Of particular interest is the COG analysis where all genomes were divided into a pathogenic and a non-pathogenic group. Virulence genes are not a separate COG category, but from the comparison of the core genomes of the pathogenic group with that of the non-pathogenic group, we can hypothesize that genes belonging to COG categories M (cell wall/membrane biosynthesis) and O (post-translational modification, chaperones) would mostly contribute to virulence.

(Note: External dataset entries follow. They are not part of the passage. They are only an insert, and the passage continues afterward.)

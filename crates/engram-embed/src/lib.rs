//! # engram-embed
//!
//! Embedding generation for Engram: the `Embedder` capability set, the
//! local ONNX bi-encoder (all-MiniLM-L6-v2, 384-dim), an OpenAI-compatible
//! HTTP provider, a deterministic feature-hashing fallback, and the model
//! registry that hands all of them out.
//!
//! Inference is synchronous and mutex-serialized per model instance; call
//! through `tokio::task::spawn_blocking` from async contexts.

pub mod error;
pub mod hash;
pub mod onnx;
pub mod openai;
pub mod pooling;
pub mod registry;
pub mod runtime;
pub mod service;

use std::sync::Arc;

use engram_config::EngramConfig;
use engram_core::ModelMetadata;

pub use error::EmbedError;
pub use hash::HashEmbedder;
pub use onnx::OnnxEmbedder;
pub use openai::OpenAiEmbedder;
pub use pooling::Pooling;
pub use registry::{EmbedderFactory, ModelRegistry};
pub use service::{Embedder, cosine_similarity, l2_normalize, zero_vector};

/// Build a registry holding the standard providers:
///
/// - the configured ONNX bi-encoder, as the default
/// - the OpenAI-compatible HTTP provider, when an API key is configured
/// - the feature-hashing fallback (`hash-v1`), always available
#[must_use]
pub fn standard_registry(config: &EngramConfig) -> ModelRegistry {
    let registry = ModelRegistry::new();

    let embedding = config.embedding.clone();
    registry.register(
        ModelMetadata {
            name: embedding.model_id.clone(),
            version: embedding.version.clone(),
            dimensions: embedding.dimensions,
            default: true,
        },
        Arc::new(move || Ok(Arc::new(OnnxEmbedder::new(&embedding)?) as Arc<dyn Embedder>)),
    );

    if config.openai.is_configured() {
        let openai = config.openai.clone();
        registry.register(
            ModelMetadata {
                name: openai.model.clone(),
                version: format!("openai:{}", openai.model),
                dimensions: openai.dimensions,
                default: false,
            },
            Arc::new(move || {
                Ok(Arc::new(OpenAiEmbedder::new(openai.clone())?) as Arc<dyn Embedder>)
            }),
        );
    }

    let dims = config.embedding.dimensions;
    registry.register(
        ModelMetadata {
            name: "token-hash".to_string(),
            version: "hash-v1".to_string(),
            dimensions: dims,
            default: false,
        },
        Arc::new(move || Ok(Arc::new(HashEmbedder::new(dims)) as Arc<dyn Embedder>)),
    );

    registry
}

#[cfg(test)]
mod tests {
    use super::*;

    #[test]
    fn standard_registry_defaults_to_the_onnx_model() {
        let config = EngramConfig::default();
        let registry = standard_registry(&config);
        assert_eq!(
            registry.default_version().as_deref(),
            Some("all-MiniLM-L6-v2")
        );
        // The hash fallback is always registered and buildable offline.
        let hash = registry.get("hash-v1").unwrap();
        assert_eq!(hash.dimensions(), 384);
    }

    #[test]
    fn openai_provider_registers_only_with_credentials() {
        let mut config = EngramConfig::default();
        let registry = standard_registry(&config);
        assert!(registry.get("openai:text-embedding-3-small").is_err());

        config.openai.api_key = "sk-test".into();
        let registry = standard_registry(&config);
        let provider = registry.get("openai:text-embedding-3-small").unwrap();
        assert_eq!(provider.dimensions(), 1536);
    }
}
//! Pre-embedded vocabulary for similarity-based query expansion.

use engram_config::VocabTermSpec;
use engram_embed::Embedder;
use tracing::debug;

use crate::error::SearchError;

/// A vocabulary term with its pre-computed embedding.
#[derive(Debug, Clone)]
pub struct VocabTerm {
    pub term: String,
    pub weight: f32,
    pub embedding: Vec<f32>,
}

/// A set of vocabulary terms embedded once at startup.
#[derive(Debug, Clone, Default)]
pub struct Vocabulary {
    terms: Vec<VocabTerm>,
}

impl Vocabulary {
    /// Embed the configured terms in one batch.
    ///
    /// # Errors
    ///
    /// Propagates embedding failures; a partially embedded vocabulary is
    /// never constructed.
    pub fn build(specs: &[VocabTermSpec], embedder: &dyn Embedder) -> Result<Self, SearchError> {
        if specs.is_empty() {
            return Ok(Self::default());
        }
        let texts: Vec<String> = specs.iter().map(|s| s.term.clone()).collect();
        let embeddings = embedder.embed_batch(&texts)?;

        let terms = specs
            .iter()
            .zip(embeddings)
            .map(|(spec, embedding)| VocabTerm {
                term: spec.term.clone(),
                weight: spec.weight,
                embedding,
            })
            .collect::<Vec<_>>();

        debug!(count = terms.len(), "vocabulary embedded");
        Ok(Self { terms })
    }

    #[must_use]
    pub fn terms(&self) -> &[VocabTerm] {
        &self.terms
    }

    #[must_use]
    pub fn is_empty(&self) -> bool {
        self.terms.is_empty()
    }
}

#[cfg(test)]
mod tests {
    use super::*;
    use engram_embed::HashEmbedder;

    #[test]
    fn build_embeds_every_term() {
        let embedder = HashEmbedder::new(64);
        let vocabulary = Vocabulary::build(
            &[
                VocabTermSpec {
                    term: "caching".to_string(),
                    weight: 0.9,
                },
                VocabTermSpec {
                    term: "eviction".to_string(),
                    weight: 1.0,
                },
            ],
            &embedder,
        )
        .unwrap();

        assert_eq!(vocabulary.terms().len(), 2);
        assert!(vocabulary.terms().iter().all(|t| t.embedding.len() == 64));
        assert!((vocabulary.terms()[0].weight - 0.9).abs() < f32::EPSILON);
    }

    #[test]
    fn empty_specs_build_an_empty_vocabulary() {
        let embedder = HashEmbedder::new(64);
        let vocabulary = Vocabulary::build(&[], &embedder).unwrap();
        assert!(vocabulary.is_empty());
    }
}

Conversely, it could be assumed that genes highly overrepresented in the core genome of the non-pathogenic group (compared to the core genome of the pathogenic group) most likely contribute to their probiotic or fermentative lifestyle. We observe enrichment for genes belonging to COG class J (translation, ribosomal structure and biogenesis) and again O (post-translational modification and chaperones). The finding that core genes of the non-pathogenic isolates are more frequently information storage genes and less likely metabolic genes than the core genes of pathogens is counter-intuitive. It is generally accepted that commensals and probiotic strains are most adequately equipped to live in the intestine, which would assume they share a large number of (conserved) metabolic genes to do so. Instead, the reduced metabolism gene fraction in their core genome suggests that there is a large variation within these genes, which reflects the diversity of the various commensals, fermentative and probiotic isolates. The vast enrichment for information/storage genes in the core genome of the non-pathogenic organisms is possibly a reflection of the relative poor conservation of all other functional classes in this group, an effect that appears to be less pronounced in the (ecologically more diverse) pathogenic group. The fact that Bifidobacterium are not present in the pathogenic group may have skewed these results slightly. A more accurate prediction for conserved genes with an important role in bacteria with a non-pathogenic lifestyle may become possible in the future, when more non-pathogenic Enterococcus genomes become available, which allows comparison of gene content within a genus or even species.